This 2 CD retrospective collates 78s made by the French cellist Paul Bazelaire between 1929-1951. I assume this compilation is complete, though I'm not  100% certain, as I haven't been able to locate a discography of the artist. My research tells me that this is the first time the cellist's recordings have been made available on CD and, as such, are both long overdue and more than welcome. This is a joint venture between the French Cello Association and Forgotten Records.

Bazelaire was born in Sedan, near the Belgium border, on March 4, 1886, and began studying the cello at the age of seven. Progress was rapid, and at the age of ten he began studies with Jules Delsart at the Paris Conservatoire, becoming the recipient of prizes in harmony, composition and counterpoint along the way. On graduation he embarked on a solo career. From 1918 until 1956 he himself was a professor at the Conservatoire. Pierre Fournier was one of his students. Bazelaire was also a composer, accomplished pianist, and had several publications on cello technique and musical interpretation to his name. He died in Paris December 11 1958.

Although the bulk of Bazelaire's recorded legacy consists of short pieces, there are three substantial offerings in the form of the complete Saint-Saëns Cello Sonata No. 1 (plus two movements from Sonata No. 2). Schumann is represented by the Piano Trio No. 3 in G minor, Op. 110 and the Fantasiestücke, Op. 88 for piano trio. The Schumann chamber works consist of the same personnel and were recorded in 1942.

The recording of Schumann’s Trio No 3 is superb and every bit as compelling as the Hubeau/Merckel/Tortelier version on Erato. In the opening movement the players convey the sweeping lyricism with a convincing sense of line. The slow movement is ardently contoured. The Scherzo is unpredictable in mood, and is followed by an energetic finale with sufficient verve and vigour. I’m equally won over by the performance of the Fantasiestücke, Op. 88, where the cellist is again joined by André Asselin on violin and Lucien Wurmser on piano. The success is due, I’m sure, to the trio’s singularity of vision. Saint-Saëns' First Cello Sonata in an intensely passionate affair, with the first movement being rather bold and forthright. The Andante is elegantly rendered, whilst the finale is striking for its potency and determination.

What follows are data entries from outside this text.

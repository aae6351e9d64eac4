// Copyright (c) 2025 Erick Bourgeois, firestoned
// SPDX-License-Identifier: MIT

//! Tracing subscriber setup for test binaries.

use crate::constants::ENV_LOG_FORMAT;
use tracing_subscriber::EnvFilter;

/// Install the global tracing subscriber.
///
/// Respects `RUST_LOG` (default `info`) and `RUST_LOG_FORMAT` (`json` or text).
/// Safe to call from every test: only the first call installs a subscriber.
///
/// # Example
///
/// ```rust
/// ranwait::logging::init_logging();
/// ranwait::logging::init_logging();
/// ```
pub fn init_logging() {
    let env_filter = EnvFilter::try_from_default_env().unwrap_or_else(|_| EnvFilter::new("info"));

    let log_format = std::env::var(ENV_LOG_FORMAT).unwrap_or_else(|_| "text".to_string());

    // try_init fails only when a subscriber is already installed
    let _ = match log_format.to_lowercase().as_str() {
        "json" => tracing_subscriber::fmt()
            .with_env_filter(env_filter)
            .with_file(true)
            .with_line_number(true)
            .with_thread_names(true)
            .with_target(false)
            .json()
            .try_init(),
        _ => tracing_subscriber::fmt()
            .with_env_filter(env_filter)
            .with_file(true)
            .with_line_number(true)
            .with_thread_names(true)
            .with_target(false)
            .with_ansi(true)
            .compact()
            .try_init(),
    };

    tracing::debug!("Logging initialized with file and line number tracking");
}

Originating from studio sessions in 1951 are two duos for cello and violin. In each case Bazelaire's partner is André Asselin. The Handel/Halvorsen Passacaglia is a virtuosic tour de force, which many will be familiar with from the Heifetz/Piatigorsky recording. The two protagonists grasp the nettle with purposeful resolve. Les well-known is the four-movement Il Pastor Fido, Op. 13 by Nicolas Chedeville, in Bazelaire own arrangement. It has an attractive, sprightly second movement, followed by a genteel Pastorale.

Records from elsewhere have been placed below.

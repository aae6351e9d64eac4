// Copyright (c) 2025 Erick Bourgeois, firestoned
// SPDX-License-Identifier: MIT

//! Global constants for the RAN condition waiters.
//!
//! This module contains all numeric and string constants used throughout the codebase.
//! Constants are organized by category for easy maintenance.

// ============================================================================
// Polling Defaults
// ============================================================================

/// Default interval between probe invocations (seconds)
pub const DEFAULT_POLL_INTERVAL_SECS: u64 = 10;

/// Default deadline for a wait (seconds)
pub const DEFAULT_WAIT_TIMEOUT_SECS: u64 = 300;

/// Default number of attempts for transient-error retries
pub const DEFAULT_RETRY_ATTEMPTS: u32 = 3;

/// Default fixed delay between transient-error retries (seconds)
pub const DEFAULT_RETRY_INTERVAL_SECS: u64 = 10;

// ============================================================================
// Transient Error Classification
// ============================================================================

/// Message fragments that mark an untyped error as infrastructure noise.
pub const TRANSIENT_ERROR_SUBSTRINGS: &[&str] = &[
    "error executing command in container",
    "container not found",
];

// ============================================================================
// Condition Values
// ============================================================================

/// Condition status: the condition holds
pub const CONDITION_STATUS_TRUE: &str = "True";

/// Condition status: the condition does not hold
pub const CONDITION_STATUS_FALSE: &str = "False";

// ClusterGroupUpgrade condition types

/// The upgrade passed validation
pub const CGU_CONDITION_VALIDATED: &str = "Validated";

/// Remediation is in progress
pub const CGU_CONDITION_PROGRESSING: &str = "Progressing";

/// Remediation completed
pub const CGU_CONDITION_SUCCEEDED: &str = "Succeeded";

// ClusterGroupUpgrade condition reasons

/// Every cluster was remediated
pub const CGU_REASON_COMPLETED: &str = "Completed";

/// Remediation is running
pub const CGU_REASON_IN_PROGRESS: &str = "InProgress";

/// The upgrade hit its timeout
pub const CGU_REASON_TIMED_OUT: &str = "TimedOut";

// ============================================================================
// Policy Compliance
// ============================================================================

/// `status.compliant` value of a compliant policy
pub const POLICY_COMPLIANT: &str = "Compliant";

/// `status.compliant` value of a non-compliant policy
pub const POLICY_NON_COMPLIANT: &str = "NonCompliant";

// ============================================================================
// Environment Variables
// ============================================================================

/// Path to a YAML configuration file
pub const ENV_CONFIG_FILE: &str = "RAN_CONFIG_FILE";

/// Hub cluster kubeconfig path
pub const ENV_HUB_KUBECONFIG: &str = "RAN_HUB_KUBECONFIG";

/// First spoke kubeconfig path
pub const ENV_SPOKE1_KUBECONFIG: &str = "RAN_SPOKE1_KUBECONFIG";

/// Second spoke kubeconfig path
pub const ENV_SPOKE2_KUBECONFIG: &str = "RAN_SPOKE2_KUBECONFIG";

/// Standard kubeconfig variable, fallback for the first spoke
pub const ENV_KUBECONFIG: &str = "KUBECONFIG";

/// Poll interval override (seconds)
pub const ENV_POLL_INTERVAL_SECS: &str = "RAN_POLL_INTERVAL_SECS";

/// Default timeout override (seconds)
pub const ENV_DEFAULT_TIMEOUT_SECS: &str = "RAN_DEFAULT_TIMEOUT_SECS";

/// Retry attempts override
pub const ENV_RETRY_ATTEMPTS: &str = "RAN_RETRY_ATTEMPTS";

/// Retry interval override (seconds)
pub const ENV_RETRY_INTERVAL_SECS: &str = "RAN_RETRY_INTERVAL_SECS";

/// Log output format (`json` or `text`)
pub const ENV_LOG_FORMAT: &str = "RUST_LOG_FORMAT";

Bazelaire formed an ensemble of some fifty cellists, and they made several recordings together. These were all set down in November and December 1929, and are featured on seven of the tracks; three are arrangements of encore-type pieces by the cellist himself. In Stradella's Aria di chiesa, Bazelaire's soulful lament is accompanied by the ensemble's orchestral-like accompaniment, and in Valensin's elegant Menuet he is pitched against their plucky pizzicato backing. The group play in unison the melody of Moskowski's Guitare, with support from piano and percussion. Franz Anton Schubert's L'Abeille, from Douze Bagatelles, in an arrangement by Pablo Casals, showcases the ensemble’s impressive virtuosity. Kousnetzoff's Largo is three minutes of heavy laden Russian gloom, offset by the sparkling, jazzy-flavoured Rythmes délaissés, n°4 by Émile Jaques-Dalcroze.

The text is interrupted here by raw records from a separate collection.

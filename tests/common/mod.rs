// Copyright (c) 2025 Erick Bourgeois, firestoned
// SPDX-License-Identifier: MIT

// Common test utilities for integration tests

use k8s_openapi::api::core::v1::Namespace;
use k8s_openapi::apimachinery::pkg::apis::meta::v1::ObjectMeta;
use kube::api::{Api, DeleteParams, PostParams};
use kube::client::Client;
use ranwait::clients::ClusterClients;
use ranwait::config::RanConfig;
use ranwait::errors::is_not_found;
use std::collections::BTreeMap;

/// Build the suite clients, or skip the test if no cluster is reachable
pub async fn get_clients_or_skip() -> Option<ClusterClients> {
    ranwait::logging::init_logging();

    let config = match RanConfig::load() {
        Ok(config) => config,
        Err(e) => {
            eprintln!("Skipping integration test: invalid suite configuration: {e}");
            return None;
        }
    };

    match ClusterClients::from_config(&config).await {
        Ok(clients) => Some(clients),
        Err(e) => {
            eprintln!("Skipping integration test: no reachable cluster: {e:#}");
            None
        }
    }
}

/// Create a test namespace
pub async fn create_test_namespace(client: &Client, name: &str) -> Result<(), kube::Error> {
    let namespaces: Api<Namespace> = Api::all(client.clone());

    let mut labels = BTreeMap::new();
    labels.insert("test".to_string(), "integration".to_string());
    labels.insert("managed-by".to_string(), "ranwait-test".to_string());

    let ns = Namespace {
        metadata: ObjectMeta {
            name: Some(name.to_string()),
            labels: Some(labels),
            ..Default::default()
        },
        ..Default::default()
    };

    match namespaces.create(&PostParams::default(), &ns).await {
        Ok(_) => {
            println!("Created test namespace: {name}");
            Ok(())
        }
        Err(kube::Error::Api(ae)) if ae.code == 409 => {
            println!("Test namespace already exists: {name}");
            Ok(())
        }
        Err(e) => Err(e),
    }
}

/// Delete a test namespace without waiting for it to go away
pub async fn cleanup_test_namespace(client: &Client, name: &str) -> Result<(), kube::Error> {
    let namespaces: Api<Namespace> = Api::all(client.clone());

    match namespaces.delete(name, &DeleteParams::default()).await {
        Ok(_) => {
            println!("Deleted test namespace: {name}");
            Ok(())
        }
        Err(e) if is_not_found(&e) => {
            println!("Test namespace already deleted: {name}");
            Ok(())
        }
        Err(e) => Err(e),
    }
}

What remains are short morsels for cello and piano. The cellist's rich, burnished tone is put to good use in the Tartini Adagio and the Vivaldi Largo. It's regrettable that there are only two examples of original compositions by Bazelaire himself, in the shape of Berceuse Chinoise and Aria. David Popper's quicksilver Papillon is one of four pieces which derive from a live radio concert broadcast 15 August 1939, just a month before the outbreak of war. The audience's enthusiastic applause says it all.

What strikes the listener when listening to these recordings is Bazelaire’s compelling musicianship and refinement. Contrary to the prevailing fashion of the time, he is sparing with portamenti, and when applied are always tastefully executed. Intonation has dead centre accuracy, and vibrato is tight, yet flexible.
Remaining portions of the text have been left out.